Questi due momenti avvennero rispettivamente nel marzo 2007 e nell’aprile 2008. Una serie di circostanze avevano fatto sì che un amico comune, cantante per passione, scegliesse la mia abitazione in quanto dotata di pianoforte e di apparecchiature adatte per la registrazione, per una incisione casalinga di ballads accompagnate da Eddie. La cosa interessante è stata ovviamente avere a tu per tu un grande musicista libero di esprimersi in una situazione intima: questa opportunità rende manifeste a chi ascolta tutte le sfumature artistiche e l’approccio con lo strumento atte a creare un sound decifrabile altrimenti solo se veicolato dai soliti mezzi di riproduzione meccanica.
Registrammo nelle due sessions circa trenta brani scelti dal cantante e comunicati seduta stante a Eddie, il quale si rese versatile non solo nella loro esecuzione nella tonalità suggerita, ma spesso nella trasposizione dello stesso brano, rimanendo impassibile di fronte all’idea di improvvisare in tonalità per i più ‘scomode’ o inusuali. Quasi sempre fu buona la prima versione, senza incertezze o sbavature.
Ne venne fuori un saggio di maestria, versatilità e mestiere indescrivibile: quello che colpiva e che avevo già notato nel concerto di Torino, era l’uso di una formularità negli attacchi e nei finali che giustificava a pieno titolo i cinquant’anni di storia del jazz che aveva attraversato e che si nota bene nelle incisioni successive agli anni ‘90. Anche se si stava giocando in modo informale, Eddie curò molto anche i soli, cercando viceversa di non scivolare nella ripetizione di modelli che necessariamente aveva acquisito e costruendo talvolta delle improvvisazioni quasi esclusivamente armoniche o con pacate variazioni accordali. 
Dimostrò un grande enciclopedismo non solo nella conoscenza del repertorio, ma anche degli stili, spaziando dal dixieland all’hard bop.
Una piccola curiosità: durante la prima sessione di registrazione, uno dei brani scelti fu l’immancabile Autumn leaves. Il cantante disse a Eddie che l’avrebbe interpretata in francese mantenendo intatta la struttura originale del brano; presa la tonalità e declamate le prime parole sulla melodia della strofa, Eddie si interruppe e sostenne di non aver mai sentito quel brano. Stupiti scoprimmo presto che in quasi sesant’anni di carriera e dopo aver interpretato il pezzo centinaia di volte, non gli era mai capitato di eseguire quello standard nella sua versione originale e che di conseguenza era convinto che Les feuilles mortes consistesse unicamente nel refrain.

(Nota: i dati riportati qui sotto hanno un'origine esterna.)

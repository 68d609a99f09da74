//! Section bucket cache
//!
//! Entries under a dictionary root are grouped into buckets named after the
//! upper-cased first character of the entry name. The cache keeps every
//! bucket touched during one run, per root, together with an index of the
//! bucket's entries by case-folded name. Nothing is invalidated during the
//! run: buckets created by someone else after they were cached stay unseen.

use crate::create::RecordFactory;
use ahash::AHashMap;
use anyhow::Result;
use phrasebook_core::{ContentStore, ItemId, Record, Template};
use std::collections::hash_map::Entry;
use tracing::debug;

/// One bucket and its entries
#[derive(Debug, Clone)]
pub struct DictionarySection {
    item: Record,
    entries: AHashMap<String, Record>,
}

impl DictionarySection {
    /// Index the existing children of `item` in one enumeration
    pub fn load(store: &dyn ContentStore, item: Record) -> Result<Self> {
        let entries = store
            .children(&item.id)?
            .into_iter()
            .map(|child| (child.lookup_name(), child))
            .collect();
        Ok(Self { item, entries })
    }

    /// The bucket record
    pub fn item(&self) -> &Record {
        &self.item
    }

    /// Entry named `name` (case-insensitive)
    pub fn entry(&self, name: &str) -> Option<&Record> {
        self.entries.get(&name.to_lowercase())
    }

    /// Index a newly created entry
    pub fn add_entry(&mut self, entry: Record) {
        self.entries.insert(entry.lookup_name(), entry);
    }

    /// Number of indexed entries
    pub fn len(&self) -> usize {
        self.entries.len()
    }

    /// True when the bucket has no entries
    pub fn is_empty(&self) -> bool {
        self.entries.is_empty()
    }
}

/// Run-scoped buckets, keyed by dictionary root and bucket name
#[derive(Debug, Default)]
pub struct SectionCache {
    roots: AHashMap<ItemId, AHashMap<String, DictionarySection>>,
}

impl SectionCache {
    /// Empty cache for a new run
    pub fn new() -> Self {
        Self::default()
    }

    /// Cached bucket, loading or creating it on first use
    ///
    /// An existing child named `bucket` wins. Otherwise the bucket is created
    /// at the identifier derived from the root path and bucket name, falling
    /// back to a store-assigned identifier.
    pub fn get_or_create_bucket(
        &mut self,
        factory: &RecordFactory<'_>,
        root: &Record,
        bucket: &str,
        template: &Template,
    ) -> Result<&mut DictionarySection> {
        let sections = self.roots.entry(root.id).or_default();
        match sections.entry(bucket.to_string()) {
            Entry::Occupied(cached) => Ok(cached.into_mut()),
            Entry::Vacant(slot) => {
                let store = factory.store();
                let item = match store.child(&root.id, bucket)? {
                    Some(existing) => existing,
                    None => match factory.create_persistent(root, bucket, bucket, template, |_| true)? {
                        Some(created) => created,
                        None => factory.create_named(root, bucket, template)?,
                    },
                };

                let section = DictionarySection::load(store, item)?;
                debug!(
                    root = %root.path,
                    bucket,
                    entries = section.len(),
                    "Loaded dictionary section"
                );
                Ok(slot.insert(section))
            }
        }
    }

    /// Number of cached buckets across all roots
    pub fn bucket_count(&self) -> usize {
        self.roots.values().map(|sections| sections.len()).sum()
    }
}
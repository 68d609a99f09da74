//! Record model for the hierarchical content store

use crate::hash::{derive_id, ItemId};
use serde::{Deserialize, Serialize};
use smallvec::SmallVec;

/// Template holding dictionary section buckets
pub const DICTIONARY_FOLDER_TEMPLATE: &str = "System/Dictionary/Dictionary folder";

/// Template holding dictionary entries
pub const DICTIONARY_ENTRY_TEMPLATE: &str = "System/Dictionary/Dictionary entry";

/// Ancestor chain of a record, top of the tree first
///
/// Dictionary trees are shallow, so the chain almost always stays inline.
pub type Lineage = SmallVec<[ItemId; 8]>;

/// Language tag of a record variant (`en`, `fr`, `de-DE`, ...)
#[derive(Debug, Clone, Hash, Eq, PartialEq, Ord, PartialOrd, Serialize, Deserialize)]
pub struct Language(String);

impl Language {
    /// Wrap a language tag
    pub fn new(name: impl Into<String>) -> Self {
        Self(name.into())
    }

    /// The tag as written
    pub fn as_str(&self) -> &str {
        &self.0
    }
}

impl From<&str> for Language {
    fn from(name: &str) -> Self {
        Self::new(name)
    }
}

impl std::fmt::Display for Language {
    fn fmt(&self, f: &mut std::fmt::Formatter<'_>) -> std::fmt::Result {
        f.write_str(&self.0)
    }
}

/// Field definition on a template
#[derive(Debug, Clone, PartialEq, Eq, Serialize, Deserialize)]
pub struct FieldDef {
    /// Field name (matched case-insensitively)
    pub name: String,
    /// Shared fields hold one value for all language variants
    pub shared: bool,
}

impl FieldDef {
    /// A field with one value across all languages
    pub fn shared(name: &str) -> Self {
        Self {
            name: name.to_string(),
            shared: true,
        }
    }

    /// A field with one value per language variant
    pub fn translatable(name: &str) -> Self {
        Self {
            name: name.to_string(),
            shared: false,
        }
    }
}

/// Template a record is created from
#[derive(Debug, Clone, PartialEq, Eq, Serialize, Deserialize)]
pub struct Template {
    /// Template identifier
    pub id: ItemId,
    /// Full template name, e.g. `System/Dictionary/Dictionary entry`
    pub name: String,
    /// Fields records of this template carry
    pub fields: Vec<FieldDef>,
}

impl Template {
    /// Create a template; its identifier is derived from its name
    pub fn new(name: &str, fields: Vec<FieldDef>) -> Self {
        Self {
            id: derive_id("/sitecore/templates", name),
            name: name.to_string(),
            fields,
        }
    }

    /// Bucket folder template (no fields)
    pub fn dictionary_folder() -> Self {
        Self::new(DICTIONARY_FOLDER_TEMPLATE, Vec::new())
    }

    /// Entry template: shared `Key`, translatable `Phrase`
    pub fn dictionary_entry() -> Self {
        Self::new(
            DICTIONARY_ENTRY_TEMPLATE,
            vec![FieldDef::shared("Key"), FieldDef::translatable("Phrase")],
        )
    }

    /// Look up a field definition by name
    pub fn field(&self, name: &str) -> Option<&FieldDef> {
        self.fields.iter().find(|f| f.name.eq_ignore_ascii_case(name))
    }
}

/// A field value as seen through one language variant
#[derive(Debug, Clone, PartialEq, Eq)]
pub struct Field {
    pub name: String,
    pub value: String,
    /// False for shared fields
    pub translatable: bool,
}

/// Snapshot of one language variant of a stored record
#[derive(Debug, Clone)]
pub struct Record {
    /// Stable identity shared by all language variants
    pub id: ItemId,
    /// Record name (unique per parent, case-insensitively, by convention)
    pub name: String,
    /// Full path, e.g. `/sitecore/system/Dictionary/H/Hello`
    pub path: String,
    /// Parent record, `None` for the tree root
    pub parent: Option<ItemId>,
    /// Ancestors from the tree root down to the parent
    pub ancestors: Lineage,
    /// Template name
    pub template: String,
    /// Language this variant was loaded in
    pub language: Language,
    /// Field values for this variant
    pub fields: Vec<Field>,
}

impl Record {
    /// Look up a field by name (case-insensitive)
    pub fn field(&self, name: &str) -> Option<&Field> {
        self.fields.iter().find(|f| f.name.eq_ignore_ascii_case(name))
    }

    /// Field value, empty when the field is missing
    pub fn value(&self, name: &str) -> &str {
        self.field(name).map(|f| f.value.as_str()).unwrap_or("")
    }

    /// True when `ancestor` appears above this record in the tree
    pub fn is_descendant_of(&self, ancestor: &ItemId) -> bool {
        self.ancestors.contains(ancestor)
    }

    /// Case-folded name used for child lookups
    pub fn lookup_name(&self) -> String {
        self.name.to_lowercase()
    }
}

Ci lasciò con un inedito: finiti i brani cantati volle ancora inciderne uno che aveva composto in quei giorni in albergo e intitolato, forse provvisoriamente, April in Torino. Non mi risulta che abbia avuto il tempo di editarlo come si deve ed è per questo che conservo gelosamente quello che considero il suo testamento artistico. 
È morto l’anno successivo, il 31 agosto 2009 presso l’Holy Cross Hospital in Fort Lauderdale per un tumore ai polmoni e al sistema linfatico e le sue ceneri sono state disperse a Cape Cod, a sud-est di Boston.